§ Exercise aim
Write out the whole listing without a single alteration.

☆ ☆ ☆ ☆ ☆ ☆ ☆

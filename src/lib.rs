//! Track what you spend your time on from the terminal. Start an activity by
//! naming it, stop it by running the tool with no arguments, and ask
//! questions about your history in plain language. Categorization and query
//! translation are delegated to a local text-generation service.
//!

pub mod cli;
pub mod config;
pub mod error;
pub mod oracle;
pub mod tracker;
pub mod utils;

☆ ☆ ☆ ☆ ☆ ☆ ☆

§ Finished exercise
filename src/lib.rs
//! Track what you spend your time on from the terminal. Start an activity by
//! naming it, stop it by running the tool with no arguments, and ask
//! questions about your history in plain language. Categorization and query
//! translation are delegated to a local text-generation service.
//!

pub mod cli;
pub mod config;
pub mod error;
pub mod oracle;
pub mod tracker;
pub mod utils;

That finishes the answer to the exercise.